Effects of dextran sulphate and heparin on lymphocyte localization: Lack of involvement of complement and other plasma proteolytic systems

The effects of subcutaneously administered dextran sulphate (50 mg/kg) and heparin (200 i.u.) on the subsequent 1–3 h localization of intravenously injected radiolabelled lymph node cells was investigated. Radioactivity was reduced in lymph nodes, Peyer's patches and small intestine and increased in blood, lungs and (often) spleen. Systemic effects of a single dose of dextran sulphate (DXS) disappeared within three days, but the regional lymph nodes still showed subnormal localization after five days. Prior local injection of sheep erythrocytes modified the response to dextran sulphate locally, and to heparin both locally and systemically. The smallest doses to show any detectable effect were 5 mg/kg of dextran sulphate and 2 i.u. of heparin. Mice rapidly become refractory to the effects of dextran sulphate; this was not attributable to formation of anti-dextran antibodies. Despite its inhibitory effects on the localization of lymphocytes from blood into lymph nodes, dextran sulphate treatment led to increases in cellularity and proliferative activity in regional lymph nodes within five to seven days and had a modest adjuvant effect on the antibody response to sheep erythrocytes. Cobra venom factor, aprotinin, ε-amino caproic acid and bradykinin all failed to influence lymphocyte localization or modify the effects of dextran sulphate.
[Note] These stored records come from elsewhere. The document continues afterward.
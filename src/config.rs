use crate::error::{ProbeError, ProbeResult};
use crate::logging::log_debug;
use crate::poll::PollPolicy;
use serde::{Deserialize, Serialize};
use std::fmt;
use std::time::Duration;

pub const ENV_API_URL: &str = "API_URL";
pub const ENV_API_KEY_ID: &str = "API_KEY_ID";
pub const ENV_API_KEY_SECRET: &str = "API_KEY_SECRET";
pub const ENV_CUSTOMER_ID: &str = "CUSTOMER_ID";
pub const ENV_POLL_TIMEOUT_SECS: &str = "SURVEY_POLL_TIMEOUT_SECS";
pub const ENV_POLL_INTERVAL_SECS: &str = "SURVEY_POLL_INTERVAL_SECS";
pub const ENV_REQUEST_TIMEOUT_SECS: &str = "SURVEY_REQUEST_TIMEOUT_SECS";
pub const ENV_STATUS_POLICY: &str = "SURVEY_STATUS_POLICY";

/// How non-2xx responses from the tracking API and survey page are treated
#[derive(Debug, Clone, Copy, PartialEq, Eq, Default, Serialize, Deserialize)]
#[serde(rename_all = "lowercase")]
pub enum StatusPolicy {
    /// Non-2xx raises [`ProbeError::UnexpectedStatus`]
    #[default]
    Enforce,
    /// Non-2xx is ignored and the body is parsed on a best-effort basis
    Ignore,
}

impl StatusPolicy {
    pub fn parse(value: &str) -> ProbeResult<Self> {
        match value.trim().to_ascii_lowercase().as_str() {
            "enforce" => Ok(Self::Enforce),
            "ignore" => Ok(Self::Ignore),
            other => Err(ProbeError::configuration_error(format!(
                "Unsupported status policy: {other}. Supported policies: enforce, ignore"
            ))),
        }
    }
}

impl fmt::Display for StatusPolicy {
    fn fmt(&self, f: &mut fmt::Formatter<'_>) -> fmt::Result {
        match self {
            StatusPolicy::Enforce => write!(f, "enforce"),
            StatusPolicy::Ignore => write!(f, "ignore"),
        }
    }
}

/// Everything a probe run needs to reach the API, resolved once per run
#[derive(Clone, Serialize, Deserialize)]
pub struct ProbeConfig {
    /// Full URL of the customer export-one endpoint
    pub api_url: String,
    pub api_key_id: String,
    #[serde(skip_serializing)]
    pub api_key_secret: String,
    /// Registered customer id whose survey link and event log are used
    pub customer_id: String,
    pub poll_policy: PollPolicy,
    /// Per-request timeout applied to every HTTP call
    pub request_timeout: Duration,
    pub status_policy: StatusPolicy,
}

impl fmt::Debug for ProbeConfig {
    fn fmt(&self, f: &mut fmt::Formatter<'_>) -> fmt::Result {
        f.debug_struct("ProbeConfig")
            .field("api_url", &self.api_url)
            .field("api_key_id", &self.api_key_id)
            .field("api_key_secret", &"<redacted>")
            .field("customer_id", &self.customer_id)
            .field("poll_policy", &self.poll_policy)
            .field("request_timeout", &self.request_timeout)
            .field("status_policy", &self.status_policy)
            .finish()
    }
}

impl ProbeConfig {
    /// Build a configuration with default polling, timeout and status policy
    pub fn new(
        api_url: impl Into<String>,
        api_key_id: impl Into<String>,
        api_key_secret: impl Into<String>,
        customer_id: impl Into<String>,
    ) -> Self {
        Self {
            api_url: api_url.into(),
            api_key_id: api_key_id.into(),
            api_key_secret: api_key_secret.into(),
            customer_id: customer_id.into(),
            poll_policy: PollPolicy::default(),
            request_timeout: Duration::from_secs(30),
            status_policy: StatusPolicy::default(),
        }
    }

    pub fn with_poll_policy(mut self, poll_policy: PollPolicy) -> Self {
        self.poll_policy = poll_policy;
        self
    }

    pub fn with_status_policy(mut self, status_policy: StatusPolicy) -> Self {
        self.status_policy = status_policy;
        self
    }

    pub fn with_request_timeout(mut self, request_timeout: Duration) -> Self {
        self.request_timeout = request_timeout;
        self
    }

    /// Validate the configuration is complete
    ///
    /// # Errors
    ///
    /// Returns [`ProbeError::ConfigurationError`] if:
    /// - Any credential or the customer id is empty
    /// - `api_url` is not an absolute http(s) URL
    /// - The poll interval is zero
    pub fn validate(&self) -> ProbeResult<()> {
        let empty: Vec<&str> = [
            (ENV_API_URL, &self.api_url),
            (ENV_API_KEY_ID, &self.api_key_id),
            (ENV_API_KEY_SECRET, &self.api_key_secret),
            (ENV_CUSTOMER_ID, &self.customer_id),
        ]
        .iter()
        .filter(|(_, value)| value.trim().is_empty())
        .map(|(name, _)| *name)
        .collect();

        if !empty.is_empty() {
            return Err(ProbeError::configuration_error(format!(
                "Missing required settings: {}",
                empty.join(", ")
            )));
        }

        let parsed = url::Url::parse(&self.api_url).map_err(|e| {
            ProbeError::configuration_error(format!("Invalid API URL '{}': {e}", self.api_url))
        })?;
        if !matches!(parsed.scheme(), "http" | "https") {
            return Err(ProbeError::configuration_error(format!(
                "API URL must use http or https, got '{}'",
                parsed.scheme()
            )));
        }

        if self.poll_policy.interval.is_zero() {
            return Err(ProbeError::configuration_error(
                "Poll interval must be greater than zero",
            ));
        }

        Ok(())
    }

    /// Load configuration from environment variables
    /// This is the ONLY method that should access environment variables
    ///
    /// # Errors
    ///
    /// Returns [`ProbeError::ConfigurationError`] if:
    /// - `API_URL`, `API_KEY_ID`, `API_KEY_SECRET` or `CUSTOMER_ID` is unset
    /// - An optional tuning variable holds an unparseable value
    /// - The assembled configuration fails [`validate`](Self::validate)
    pub fn from_env() -> ProbeResult<Self> {
        log_debug!("Loading probe configuration from environment");

        let mut missing = Vec::new();
        let mut required = |name: &'static str| match std::env::var(name) {
            Ok(value) if !value.trim().is_empty() => value,
            _ => {
                missing.push(name);
                String::new()
            }
        };

        let api_url = required(ENV_API_URL);
        let api_key_id = required(ENV_API_KEY_ID);
        let api_key_secret = required(ENV_API_KEY_SECRET);
        let customer_id = required(ENV_CUSTOMER_ID);

        if !missing.is_empty() {
            return Err(ProbeError::configuration_error(format!(
                "Missing required environment variables: {}",
                missing.join(", ")
            )));
        }

        let mut config = Self::new(api_url, api_key_id, api_key_secret, customer_id);

        if let Some(secs) = Self::env_secs(ENV_POLL_TIMEOUT_SECS)? {
            config.poll_policy.timeout = secs;
        }
        if let Some(secs) = Self::env_secs(ENV_POLL_INTERVAL_SECS)? {
            config.poll_policy.interval = secs;
        }
        if let Some(secs) = Self::env_secs(ENV_REQUEST_TIMEOUT_SECS)? {
            config.request_timeout = secs;
        }
        if let Ok(policy) = std::env::var(ENV_STATUS_POLICY) {
            config.status_policy = StatusPolicy::parse(&policy)?;
        }

        config.validate()?;

        log_debug!(
            api_url = %config.api_url,
            customer_id = %config.customer_id,
            poll_timeout_secs = config.poll_policy.timeout.as_secs_f64(),
            poll_interval_secs = config.poll_policy.interval.as_secs_f64(),
            status_policy = %config.status_policy,
            "Probe configuration loaded and validated"
        );

        Ok(config)
    }

    /// Parse an optional whole-or-fractional seconds variable
    ///
    /// Negative, non-finite and out-of-range values are configuration errors.
    fn env_secs(name: &str) -> ProbeResult<Option<Duration>> {
        let Ok(raw) = std::env::var(name) else {
            return Ok(None);
        };

        raw.trim()
            .parse::<f64>()
            .ok()
            .and_then(|secs| Duration::try_from_secs_f64(secs).ok())
            .map(Some)
            .ok_or_else(|| {
                ProbeError::configuration_error(format!(
                    "{name} must be a non-negative number of seconds, got '{raw}'"
                ))
            })
    }
}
The mechanism whereby sulphated polyanions act on lymphocyte localization remains unclear. The development of refractoriness to dextran sulphate suggests that this substance does not simply interfere directly with the interaction between lymphocytes and endothelial cells of the post-capillary venules. On the other hand, there was no evidence to suggest that dextran sulphate or heparin act through the intermediacy of complement or other plasma proteolytic systems, despite their well-known ability to interact with these systems in vitro.